#### Extracted information:

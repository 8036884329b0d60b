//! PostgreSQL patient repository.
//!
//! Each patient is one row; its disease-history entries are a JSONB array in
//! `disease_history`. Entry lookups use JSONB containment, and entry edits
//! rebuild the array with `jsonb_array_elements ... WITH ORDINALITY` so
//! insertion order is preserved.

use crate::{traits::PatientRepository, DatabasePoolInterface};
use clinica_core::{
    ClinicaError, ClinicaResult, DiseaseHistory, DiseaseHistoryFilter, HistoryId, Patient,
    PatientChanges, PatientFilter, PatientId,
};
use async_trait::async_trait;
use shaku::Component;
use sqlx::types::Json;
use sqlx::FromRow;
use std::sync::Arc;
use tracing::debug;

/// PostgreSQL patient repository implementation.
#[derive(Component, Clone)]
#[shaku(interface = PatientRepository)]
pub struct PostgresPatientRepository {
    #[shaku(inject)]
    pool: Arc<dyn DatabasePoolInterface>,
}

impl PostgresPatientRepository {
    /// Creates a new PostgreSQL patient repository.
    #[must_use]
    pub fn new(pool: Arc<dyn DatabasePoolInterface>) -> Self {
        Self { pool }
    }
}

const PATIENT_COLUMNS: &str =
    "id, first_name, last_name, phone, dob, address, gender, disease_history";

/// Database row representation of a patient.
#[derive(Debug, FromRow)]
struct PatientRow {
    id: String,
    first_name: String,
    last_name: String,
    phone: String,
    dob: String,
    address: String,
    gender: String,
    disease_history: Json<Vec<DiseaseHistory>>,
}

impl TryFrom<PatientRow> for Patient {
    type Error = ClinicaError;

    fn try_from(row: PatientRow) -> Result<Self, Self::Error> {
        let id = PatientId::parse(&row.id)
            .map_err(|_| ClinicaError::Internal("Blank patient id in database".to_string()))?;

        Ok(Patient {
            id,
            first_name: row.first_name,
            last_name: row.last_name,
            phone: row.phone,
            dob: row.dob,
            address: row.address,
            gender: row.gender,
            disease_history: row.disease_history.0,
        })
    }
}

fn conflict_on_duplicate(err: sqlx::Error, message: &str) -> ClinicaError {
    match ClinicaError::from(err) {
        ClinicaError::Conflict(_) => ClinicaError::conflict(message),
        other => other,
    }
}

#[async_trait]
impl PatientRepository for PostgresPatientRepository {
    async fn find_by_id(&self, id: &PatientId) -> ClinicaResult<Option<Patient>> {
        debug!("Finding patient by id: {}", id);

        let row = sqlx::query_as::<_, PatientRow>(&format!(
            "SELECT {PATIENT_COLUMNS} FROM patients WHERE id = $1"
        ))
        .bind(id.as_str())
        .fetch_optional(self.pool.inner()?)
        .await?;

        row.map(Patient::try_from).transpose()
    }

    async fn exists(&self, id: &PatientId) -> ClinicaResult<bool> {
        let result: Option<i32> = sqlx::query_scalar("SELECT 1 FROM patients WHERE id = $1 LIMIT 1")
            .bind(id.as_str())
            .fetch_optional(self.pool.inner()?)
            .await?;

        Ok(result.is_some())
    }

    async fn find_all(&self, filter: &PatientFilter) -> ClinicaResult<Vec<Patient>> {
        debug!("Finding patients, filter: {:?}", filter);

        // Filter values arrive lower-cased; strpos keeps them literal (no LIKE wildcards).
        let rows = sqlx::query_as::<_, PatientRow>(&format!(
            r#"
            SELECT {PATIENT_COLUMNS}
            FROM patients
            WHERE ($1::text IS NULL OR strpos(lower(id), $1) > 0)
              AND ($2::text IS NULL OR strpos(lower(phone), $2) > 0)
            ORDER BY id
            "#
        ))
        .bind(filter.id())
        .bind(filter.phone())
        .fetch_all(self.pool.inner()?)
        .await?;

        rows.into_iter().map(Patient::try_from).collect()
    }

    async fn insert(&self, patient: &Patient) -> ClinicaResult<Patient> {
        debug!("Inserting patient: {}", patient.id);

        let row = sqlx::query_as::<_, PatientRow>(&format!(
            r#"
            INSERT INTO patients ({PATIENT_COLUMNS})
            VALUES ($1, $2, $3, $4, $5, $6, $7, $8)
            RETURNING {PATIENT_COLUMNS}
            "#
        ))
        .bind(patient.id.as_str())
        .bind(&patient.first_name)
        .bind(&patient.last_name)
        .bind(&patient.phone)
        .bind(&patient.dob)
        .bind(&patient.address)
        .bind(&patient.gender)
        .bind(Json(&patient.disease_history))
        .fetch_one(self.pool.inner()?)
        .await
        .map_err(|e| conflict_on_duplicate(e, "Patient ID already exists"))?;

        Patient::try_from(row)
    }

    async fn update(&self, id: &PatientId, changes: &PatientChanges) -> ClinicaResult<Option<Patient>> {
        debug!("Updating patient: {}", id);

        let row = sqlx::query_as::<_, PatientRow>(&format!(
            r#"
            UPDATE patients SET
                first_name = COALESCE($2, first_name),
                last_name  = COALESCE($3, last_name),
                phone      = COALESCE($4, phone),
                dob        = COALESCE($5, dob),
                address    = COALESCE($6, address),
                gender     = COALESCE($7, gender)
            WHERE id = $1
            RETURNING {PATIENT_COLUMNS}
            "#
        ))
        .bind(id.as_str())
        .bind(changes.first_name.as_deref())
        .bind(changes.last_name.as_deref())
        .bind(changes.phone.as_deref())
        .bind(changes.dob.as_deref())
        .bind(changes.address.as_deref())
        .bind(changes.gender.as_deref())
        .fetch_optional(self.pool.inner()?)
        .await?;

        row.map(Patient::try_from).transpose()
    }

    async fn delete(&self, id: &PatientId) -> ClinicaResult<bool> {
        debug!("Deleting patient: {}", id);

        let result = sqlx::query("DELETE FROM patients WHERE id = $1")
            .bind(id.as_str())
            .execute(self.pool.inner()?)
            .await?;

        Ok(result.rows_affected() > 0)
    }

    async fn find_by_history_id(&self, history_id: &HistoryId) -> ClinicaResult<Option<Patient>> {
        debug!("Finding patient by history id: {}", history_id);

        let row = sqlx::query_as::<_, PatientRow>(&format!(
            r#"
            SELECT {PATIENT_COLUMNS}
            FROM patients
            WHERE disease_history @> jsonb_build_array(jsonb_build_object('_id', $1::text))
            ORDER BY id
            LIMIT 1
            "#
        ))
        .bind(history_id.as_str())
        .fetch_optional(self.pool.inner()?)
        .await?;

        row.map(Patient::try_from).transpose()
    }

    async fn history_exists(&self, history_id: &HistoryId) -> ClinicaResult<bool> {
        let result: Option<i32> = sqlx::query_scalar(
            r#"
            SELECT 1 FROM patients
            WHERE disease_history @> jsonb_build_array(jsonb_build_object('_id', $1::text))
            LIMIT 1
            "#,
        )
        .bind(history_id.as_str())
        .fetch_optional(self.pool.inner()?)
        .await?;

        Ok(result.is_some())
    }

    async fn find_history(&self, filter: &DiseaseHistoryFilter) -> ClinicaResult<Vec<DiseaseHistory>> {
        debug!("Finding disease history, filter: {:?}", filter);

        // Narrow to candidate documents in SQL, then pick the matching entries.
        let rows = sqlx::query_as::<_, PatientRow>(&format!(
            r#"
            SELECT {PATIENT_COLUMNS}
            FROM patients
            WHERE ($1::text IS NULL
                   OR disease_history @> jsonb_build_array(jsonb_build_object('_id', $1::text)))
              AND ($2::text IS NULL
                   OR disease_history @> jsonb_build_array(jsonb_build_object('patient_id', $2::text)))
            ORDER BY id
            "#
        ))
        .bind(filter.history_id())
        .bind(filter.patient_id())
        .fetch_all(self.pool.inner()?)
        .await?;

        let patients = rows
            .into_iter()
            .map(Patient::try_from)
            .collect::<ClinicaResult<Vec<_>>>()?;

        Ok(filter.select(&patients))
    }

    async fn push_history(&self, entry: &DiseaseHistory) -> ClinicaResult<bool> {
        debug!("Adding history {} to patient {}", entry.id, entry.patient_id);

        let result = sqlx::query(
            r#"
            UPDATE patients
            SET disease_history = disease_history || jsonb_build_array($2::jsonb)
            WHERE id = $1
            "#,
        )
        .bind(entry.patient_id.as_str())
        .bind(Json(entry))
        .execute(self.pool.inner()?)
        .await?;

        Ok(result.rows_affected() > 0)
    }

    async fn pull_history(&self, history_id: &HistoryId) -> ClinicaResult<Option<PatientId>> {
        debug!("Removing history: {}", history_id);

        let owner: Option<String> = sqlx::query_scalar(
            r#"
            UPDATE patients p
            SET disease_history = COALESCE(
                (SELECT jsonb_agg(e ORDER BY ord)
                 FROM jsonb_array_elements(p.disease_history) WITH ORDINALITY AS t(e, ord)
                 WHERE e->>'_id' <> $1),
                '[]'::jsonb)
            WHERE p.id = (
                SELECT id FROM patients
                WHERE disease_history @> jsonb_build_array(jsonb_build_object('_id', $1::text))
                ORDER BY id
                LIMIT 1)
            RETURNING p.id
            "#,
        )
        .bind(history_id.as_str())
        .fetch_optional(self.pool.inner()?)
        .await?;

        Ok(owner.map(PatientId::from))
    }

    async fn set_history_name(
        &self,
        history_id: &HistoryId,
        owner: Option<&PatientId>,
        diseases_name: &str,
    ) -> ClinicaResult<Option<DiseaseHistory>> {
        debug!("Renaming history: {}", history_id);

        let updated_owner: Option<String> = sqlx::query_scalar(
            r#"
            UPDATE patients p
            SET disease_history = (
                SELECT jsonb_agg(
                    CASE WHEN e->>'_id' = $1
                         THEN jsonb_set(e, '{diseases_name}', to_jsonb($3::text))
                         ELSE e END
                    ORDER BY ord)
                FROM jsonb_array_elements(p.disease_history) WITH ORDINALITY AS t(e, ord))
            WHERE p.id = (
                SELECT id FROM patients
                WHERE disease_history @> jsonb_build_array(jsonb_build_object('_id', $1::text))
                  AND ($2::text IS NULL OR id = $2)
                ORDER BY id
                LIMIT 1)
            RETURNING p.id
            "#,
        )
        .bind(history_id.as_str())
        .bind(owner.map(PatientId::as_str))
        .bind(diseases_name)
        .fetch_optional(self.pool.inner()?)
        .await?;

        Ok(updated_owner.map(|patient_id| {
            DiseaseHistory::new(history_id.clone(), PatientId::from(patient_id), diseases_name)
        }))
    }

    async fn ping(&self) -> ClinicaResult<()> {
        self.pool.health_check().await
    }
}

#### Aim of the task:
Set the entries down again exactly, beginning with their first line and ending with the line that contains "and entry edits"; omit all other lines.

#### Reply:
repository 8036884329b0d60b
//! PostgreSQL patient repository.
//!
//! Each patient is one row; its disease-history entries are a JSONB array in
//! `disease_history`. Entry lookups use JSONB containment, and entry edits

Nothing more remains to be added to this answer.